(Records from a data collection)
□ □ □

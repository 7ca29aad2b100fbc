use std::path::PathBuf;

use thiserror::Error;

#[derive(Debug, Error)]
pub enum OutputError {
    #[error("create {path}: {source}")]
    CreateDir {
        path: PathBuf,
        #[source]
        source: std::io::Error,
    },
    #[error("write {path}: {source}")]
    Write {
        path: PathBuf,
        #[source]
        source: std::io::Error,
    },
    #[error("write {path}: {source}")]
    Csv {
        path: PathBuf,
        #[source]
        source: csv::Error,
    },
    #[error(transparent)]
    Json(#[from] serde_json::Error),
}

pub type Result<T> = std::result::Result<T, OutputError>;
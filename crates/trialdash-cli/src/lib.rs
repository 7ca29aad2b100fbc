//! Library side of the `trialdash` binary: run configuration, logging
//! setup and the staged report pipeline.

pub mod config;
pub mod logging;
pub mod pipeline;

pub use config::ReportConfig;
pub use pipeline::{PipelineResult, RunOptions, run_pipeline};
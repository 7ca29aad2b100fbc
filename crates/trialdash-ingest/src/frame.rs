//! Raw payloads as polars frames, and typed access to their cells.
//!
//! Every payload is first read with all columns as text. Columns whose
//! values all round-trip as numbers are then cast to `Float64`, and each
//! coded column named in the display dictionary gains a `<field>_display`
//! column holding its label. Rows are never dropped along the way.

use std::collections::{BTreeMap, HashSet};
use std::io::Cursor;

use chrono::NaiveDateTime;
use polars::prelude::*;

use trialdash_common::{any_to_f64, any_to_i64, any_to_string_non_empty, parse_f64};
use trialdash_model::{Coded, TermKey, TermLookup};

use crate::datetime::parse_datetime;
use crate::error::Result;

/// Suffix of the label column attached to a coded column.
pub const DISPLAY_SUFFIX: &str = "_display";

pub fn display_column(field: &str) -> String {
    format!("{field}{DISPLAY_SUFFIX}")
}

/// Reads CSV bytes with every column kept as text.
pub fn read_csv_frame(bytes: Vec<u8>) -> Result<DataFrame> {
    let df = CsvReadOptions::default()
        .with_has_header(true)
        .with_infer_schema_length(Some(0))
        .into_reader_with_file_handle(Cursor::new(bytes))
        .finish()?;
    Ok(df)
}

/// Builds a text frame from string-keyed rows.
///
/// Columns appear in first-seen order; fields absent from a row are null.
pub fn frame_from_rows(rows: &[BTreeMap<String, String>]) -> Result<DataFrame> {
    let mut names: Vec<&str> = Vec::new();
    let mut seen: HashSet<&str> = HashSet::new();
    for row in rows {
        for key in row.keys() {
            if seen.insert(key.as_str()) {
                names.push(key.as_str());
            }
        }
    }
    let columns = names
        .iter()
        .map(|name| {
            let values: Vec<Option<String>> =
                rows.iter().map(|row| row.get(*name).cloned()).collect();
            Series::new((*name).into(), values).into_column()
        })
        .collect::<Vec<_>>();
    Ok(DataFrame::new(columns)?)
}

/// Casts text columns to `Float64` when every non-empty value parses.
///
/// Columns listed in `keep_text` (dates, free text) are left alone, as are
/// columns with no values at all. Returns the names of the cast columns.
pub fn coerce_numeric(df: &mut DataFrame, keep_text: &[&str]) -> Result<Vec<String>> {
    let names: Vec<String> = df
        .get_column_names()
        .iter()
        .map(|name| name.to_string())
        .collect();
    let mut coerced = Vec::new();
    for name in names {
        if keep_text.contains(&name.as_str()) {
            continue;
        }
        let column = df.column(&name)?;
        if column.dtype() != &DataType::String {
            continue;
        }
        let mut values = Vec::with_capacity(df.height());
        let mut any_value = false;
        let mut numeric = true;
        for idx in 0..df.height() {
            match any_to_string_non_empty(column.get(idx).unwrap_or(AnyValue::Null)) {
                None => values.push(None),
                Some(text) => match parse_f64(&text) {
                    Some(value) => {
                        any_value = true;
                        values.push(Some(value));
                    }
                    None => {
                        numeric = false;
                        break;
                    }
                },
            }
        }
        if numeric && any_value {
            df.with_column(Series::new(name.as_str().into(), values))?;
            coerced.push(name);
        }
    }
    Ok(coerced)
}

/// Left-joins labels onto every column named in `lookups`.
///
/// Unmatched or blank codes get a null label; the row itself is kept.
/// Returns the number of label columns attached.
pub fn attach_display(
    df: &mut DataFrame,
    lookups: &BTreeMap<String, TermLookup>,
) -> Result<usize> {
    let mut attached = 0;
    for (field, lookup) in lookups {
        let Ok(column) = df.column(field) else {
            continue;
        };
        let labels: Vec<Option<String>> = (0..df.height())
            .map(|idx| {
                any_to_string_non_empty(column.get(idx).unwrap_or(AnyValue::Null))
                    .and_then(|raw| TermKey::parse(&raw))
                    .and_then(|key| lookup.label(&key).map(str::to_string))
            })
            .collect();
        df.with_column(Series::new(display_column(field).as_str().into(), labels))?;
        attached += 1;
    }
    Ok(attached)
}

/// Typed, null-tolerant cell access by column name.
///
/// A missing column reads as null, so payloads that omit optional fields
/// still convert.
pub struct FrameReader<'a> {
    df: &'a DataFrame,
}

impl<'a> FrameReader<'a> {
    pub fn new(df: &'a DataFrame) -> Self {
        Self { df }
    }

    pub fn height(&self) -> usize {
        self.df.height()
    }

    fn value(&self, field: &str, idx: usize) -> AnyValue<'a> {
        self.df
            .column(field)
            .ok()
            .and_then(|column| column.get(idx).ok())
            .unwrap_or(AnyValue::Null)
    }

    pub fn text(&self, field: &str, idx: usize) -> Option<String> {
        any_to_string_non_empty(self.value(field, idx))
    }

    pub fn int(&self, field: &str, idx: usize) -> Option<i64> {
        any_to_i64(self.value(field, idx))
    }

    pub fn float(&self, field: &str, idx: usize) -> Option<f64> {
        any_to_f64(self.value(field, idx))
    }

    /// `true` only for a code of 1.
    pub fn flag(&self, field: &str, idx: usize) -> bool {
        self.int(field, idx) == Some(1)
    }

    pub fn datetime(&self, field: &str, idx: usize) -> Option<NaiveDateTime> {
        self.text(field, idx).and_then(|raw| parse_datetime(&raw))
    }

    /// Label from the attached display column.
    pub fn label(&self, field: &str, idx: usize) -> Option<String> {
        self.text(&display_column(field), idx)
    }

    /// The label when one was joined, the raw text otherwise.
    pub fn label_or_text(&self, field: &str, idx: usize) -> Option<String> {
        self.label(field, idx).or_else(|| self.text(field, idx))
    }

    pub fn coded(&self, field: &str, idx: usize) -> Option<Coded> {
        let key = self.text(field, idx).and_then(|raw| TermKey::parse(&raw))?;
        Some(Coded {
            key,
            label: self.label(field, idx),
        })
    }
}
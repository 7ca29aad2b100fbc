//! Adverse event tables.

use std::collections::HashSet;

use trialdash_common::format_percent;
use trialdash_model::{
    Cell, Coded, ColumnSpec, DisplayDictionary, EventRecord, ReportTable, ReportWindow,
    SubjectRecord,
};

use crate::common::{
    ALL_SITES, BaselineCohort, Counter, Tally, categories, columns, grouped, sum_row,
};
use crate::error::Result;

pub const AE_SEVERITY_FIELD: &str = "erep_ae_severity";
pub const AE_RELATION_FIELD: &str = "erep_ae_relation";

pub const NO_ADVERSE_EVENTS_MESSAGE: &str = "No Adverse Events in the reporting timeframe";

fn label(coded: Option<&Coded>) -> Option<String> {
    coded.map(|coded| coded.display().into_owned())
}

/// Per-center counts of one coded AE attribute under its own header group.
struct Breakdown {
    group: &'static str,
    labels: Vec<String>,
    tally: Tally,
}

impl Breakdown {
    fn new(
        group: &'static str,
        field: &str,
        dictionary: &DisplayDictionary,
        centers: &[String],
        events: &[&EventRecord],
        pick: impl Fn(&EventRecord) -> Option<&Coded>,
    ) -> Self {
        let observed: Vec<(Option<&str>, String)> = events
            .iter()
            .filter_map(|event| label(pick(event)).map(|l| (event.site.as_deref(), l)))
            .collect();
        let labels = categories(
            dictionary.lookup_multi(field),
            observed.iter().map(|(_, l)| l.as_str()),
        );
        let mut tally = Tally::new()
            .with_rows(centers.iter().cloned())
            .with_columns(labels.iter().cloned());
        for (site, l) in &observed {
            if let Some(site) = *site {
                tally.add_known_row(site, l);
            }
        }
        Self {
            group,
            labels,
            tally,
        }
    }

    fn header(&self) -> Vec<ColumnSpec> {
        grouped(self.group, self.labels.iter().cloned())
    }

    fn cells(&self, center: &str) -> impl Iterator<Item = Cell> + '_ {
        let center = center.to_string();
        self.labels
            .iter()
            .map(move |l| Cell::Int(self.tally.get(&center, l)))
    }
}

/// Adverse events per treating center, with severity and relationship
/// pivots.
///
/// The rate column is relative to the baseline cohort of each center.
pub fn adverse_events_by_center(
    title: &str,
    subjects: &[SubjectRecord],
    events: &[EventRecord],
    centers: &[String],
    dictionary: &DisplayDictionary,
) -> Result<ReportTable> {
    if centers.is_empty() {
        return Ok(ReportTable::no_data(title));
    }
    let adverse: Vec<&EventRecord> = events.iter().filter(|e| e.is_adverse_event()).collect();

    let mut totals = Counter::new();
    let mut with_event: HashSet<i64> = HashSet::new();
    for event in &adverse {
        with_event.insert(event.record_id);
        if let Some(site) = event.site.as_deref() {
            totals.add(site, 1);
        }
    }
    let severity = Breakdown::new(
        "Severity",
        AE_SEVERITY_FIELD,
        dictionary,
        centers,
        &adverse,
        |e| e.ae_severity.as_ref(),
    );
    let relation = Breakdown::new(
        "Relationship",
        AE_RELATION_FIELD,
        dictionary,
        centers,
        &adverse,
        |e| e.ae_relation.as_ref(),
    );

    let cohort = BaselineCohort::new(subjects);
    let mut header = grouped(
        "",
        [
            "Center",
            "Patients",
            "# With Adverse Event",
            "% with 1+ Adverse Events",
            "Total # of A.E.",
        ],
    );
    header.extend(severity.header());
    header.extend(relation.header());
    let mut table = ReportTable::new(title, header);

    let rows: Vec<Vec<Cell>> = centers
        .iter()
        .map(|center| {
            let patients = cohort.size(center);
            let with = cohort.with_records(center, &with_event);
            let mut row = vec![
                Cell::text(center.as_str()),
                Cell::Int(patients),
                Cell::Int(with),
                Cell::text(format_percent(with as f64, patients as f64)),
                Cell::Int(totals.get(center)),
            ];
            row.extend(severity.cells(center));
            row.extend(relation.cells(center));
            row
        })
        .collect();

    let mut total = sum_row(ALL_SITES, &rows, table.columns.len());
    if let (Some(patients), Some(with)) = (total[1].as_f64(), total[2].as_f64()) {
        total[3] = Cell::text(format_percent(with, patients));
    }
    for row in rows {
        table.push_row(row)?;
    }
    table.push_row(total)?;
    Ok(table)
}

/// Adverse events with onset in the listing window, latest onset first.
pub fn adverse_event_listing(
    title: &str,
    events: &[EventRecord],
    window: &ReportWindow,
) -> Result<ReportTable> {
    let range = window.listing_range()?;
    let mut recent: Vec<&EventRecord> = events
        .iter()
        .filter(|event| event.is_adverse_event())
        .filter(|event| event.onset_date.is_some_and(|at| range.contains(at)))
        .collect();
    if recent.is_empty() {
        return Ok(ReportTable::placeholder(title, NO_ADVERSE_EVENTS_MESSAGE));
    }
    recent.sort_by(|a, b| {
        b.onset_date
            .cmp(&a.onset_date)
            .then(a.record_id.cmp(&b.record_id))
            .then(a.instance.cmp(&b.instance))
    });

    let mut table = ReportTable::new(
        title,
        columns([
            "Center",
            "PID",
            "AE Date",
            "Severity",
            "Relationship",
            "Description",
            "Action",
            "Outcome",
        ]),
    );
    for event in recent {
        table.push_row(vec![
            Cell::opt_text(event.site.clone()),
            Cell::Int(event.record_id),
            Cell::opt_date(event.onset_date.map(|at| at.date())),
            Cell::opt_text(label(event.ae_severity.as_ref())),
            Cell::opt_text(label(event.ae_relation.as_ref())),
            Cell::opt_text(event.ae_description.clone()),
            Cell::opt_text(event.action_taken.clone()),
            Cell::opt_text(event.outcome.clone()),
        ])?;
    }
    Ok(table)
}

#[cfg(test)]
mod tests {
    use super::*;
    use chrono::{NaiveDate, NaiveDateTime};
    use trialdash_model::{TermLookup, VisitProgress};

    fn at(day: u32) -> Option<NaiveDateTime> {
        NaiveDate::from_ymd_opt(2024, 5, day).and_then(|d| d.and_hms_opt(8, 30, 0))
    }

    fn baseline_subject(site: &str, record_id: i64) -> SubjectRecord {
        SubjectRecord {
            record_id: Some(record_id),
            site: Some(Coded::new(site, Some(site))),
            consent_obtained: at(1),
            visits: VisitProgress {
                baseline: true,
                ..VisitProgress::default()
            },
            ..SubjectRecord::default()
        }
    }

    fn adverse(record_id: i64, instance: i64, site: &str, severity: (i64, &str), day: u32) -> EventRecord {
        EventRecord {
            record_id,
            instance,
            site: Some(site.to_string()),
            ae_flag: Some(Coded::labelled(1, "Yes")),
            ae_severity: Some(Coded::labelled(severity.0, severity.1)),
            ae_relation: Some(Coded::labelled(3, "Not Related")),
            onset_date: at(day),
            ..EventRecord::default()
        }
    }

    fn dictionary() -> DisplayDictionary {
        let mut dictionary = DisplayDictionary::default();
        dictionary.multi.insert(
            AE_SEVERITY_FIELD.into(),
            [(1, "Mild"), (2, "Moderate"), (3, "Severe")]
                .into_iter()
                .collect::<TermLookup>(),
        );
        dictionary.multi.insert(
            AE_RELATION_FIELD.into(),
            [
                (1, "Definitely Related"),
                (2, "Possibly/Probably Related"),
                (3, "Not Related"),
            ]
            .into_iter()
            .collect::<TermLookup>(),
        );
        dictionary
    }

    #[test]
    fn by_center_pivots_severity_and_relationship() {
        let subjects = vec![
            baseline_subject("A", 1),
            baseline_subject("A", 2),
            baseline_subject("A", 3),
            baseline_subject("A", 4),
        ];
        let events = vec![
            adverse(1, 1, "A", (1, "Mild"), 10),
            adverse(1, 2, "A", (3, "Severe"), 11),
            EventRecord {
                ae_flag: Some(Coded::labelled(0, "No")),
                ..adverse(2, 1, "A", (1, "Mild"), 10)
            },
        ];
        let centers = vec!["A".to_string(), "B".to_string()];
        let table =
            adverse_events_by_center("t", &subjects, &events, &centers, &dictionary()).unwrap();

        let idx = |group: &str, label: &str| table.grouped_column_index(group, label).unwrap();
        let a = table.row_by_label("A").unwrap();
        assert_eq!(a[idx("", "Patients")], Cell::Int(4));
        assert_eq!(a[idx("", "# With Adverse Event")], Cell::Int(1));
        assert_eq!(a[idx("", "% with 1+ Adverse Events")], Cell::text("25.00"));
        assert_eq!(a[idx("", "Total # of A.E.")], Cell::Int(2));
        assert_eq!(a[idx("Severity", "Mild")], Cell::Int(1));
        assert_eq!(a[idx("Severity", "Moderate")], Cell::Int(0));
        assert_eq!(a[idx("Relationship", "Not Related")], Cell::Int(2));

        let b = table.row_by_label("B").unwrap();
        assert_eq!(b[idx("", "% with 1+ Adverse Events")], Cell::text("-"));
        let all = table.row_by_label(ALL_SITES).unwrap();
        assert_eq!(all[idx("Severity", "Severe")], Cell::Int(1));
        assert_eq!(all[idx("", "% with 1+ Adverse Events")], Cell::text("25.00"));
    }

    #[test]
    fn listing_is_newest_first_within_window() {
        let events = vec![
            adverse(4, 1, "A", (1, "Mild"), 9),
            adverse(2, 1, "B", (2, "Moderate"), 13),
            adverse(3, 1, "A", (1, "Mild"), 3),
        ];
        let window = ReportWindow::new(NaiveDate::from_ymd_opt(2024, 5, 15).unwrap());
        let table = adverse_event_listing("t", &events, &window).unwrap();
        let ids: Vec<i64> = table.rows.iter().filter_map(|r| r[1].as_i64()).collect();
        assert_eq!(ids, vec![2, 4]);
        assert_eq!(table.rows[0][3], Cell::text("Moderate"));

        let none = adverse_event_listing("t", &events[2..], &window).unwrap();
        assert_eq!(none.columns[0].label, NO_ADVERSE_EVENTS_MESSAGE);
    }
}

□ □ □

Only the lines from the first line of the records through the one containing "a coded column." should be reproduced, exactly, with both of them included.

repository 7ca29aad2b100fbc
use std::path::PathBuf;

use thiserror::Error;

#[derive(Debug, Error)]
pub enum OutputError {
    #[error("create {path}: {source}")]
    CreateDir {
        path: PathBuf,
        #[source]
        source: std::io::Error,
    },
    #[error("write {path}: {source}")]
    Write {
        path: PathBuf,
        #[source]
        source: std::io::Error,
    },
    #[error("write {path}: {source}")]
    Csv {
        path: PathBuf,
        #[source]
        source: csv::Error,
    },
    #[error(transparent)]
    Json(#[from] serde_json::Error),
}

pub type Result<T> = std::result::Result<T, OutputError>;
filename crates/trialdash-cli/src/lib.rs
repository 7ca29aad2b100fbc
//! Library side of the `trialdash` binary: run configuration, logging
//! setup and the staged report pipeline.

pub mod config;
pub mod logging;
pub mod pipeline;

pub use config::ReportConfig;
pub use pipeline::{PipelineResult, RunOptions, run_pipeline};
repository 7ca29aad2b100fbc
filename crates/trialdash-ingest/src/frame.rs
//! Raw payloads as polars frames, and typed access to their cells.
//!
//! Every payload is first read with all columns as text. Columns whose
//! values all round-trip as numbers are then cast to `Float64`, and each
//! coded column named in the display dictionary gains a `<field>_display`
//! column holding its label. Rows are never dropped along the way.

use std::collections::{BTreeMap, HashSet};
use std::io::Cursor;

use chrono::NaiveDateTime;
use polars::prelude::*;

use trialdash_common::{any_to_f64, any_to_i64, any_to_string_non_empty, parse_f64};
use trialdash_model::{Coded, TermKey, TermLookup};

use crate::datetime::parse_datetime;
use crate::error::Result;

/// Suffix of the label column attached to a coded column.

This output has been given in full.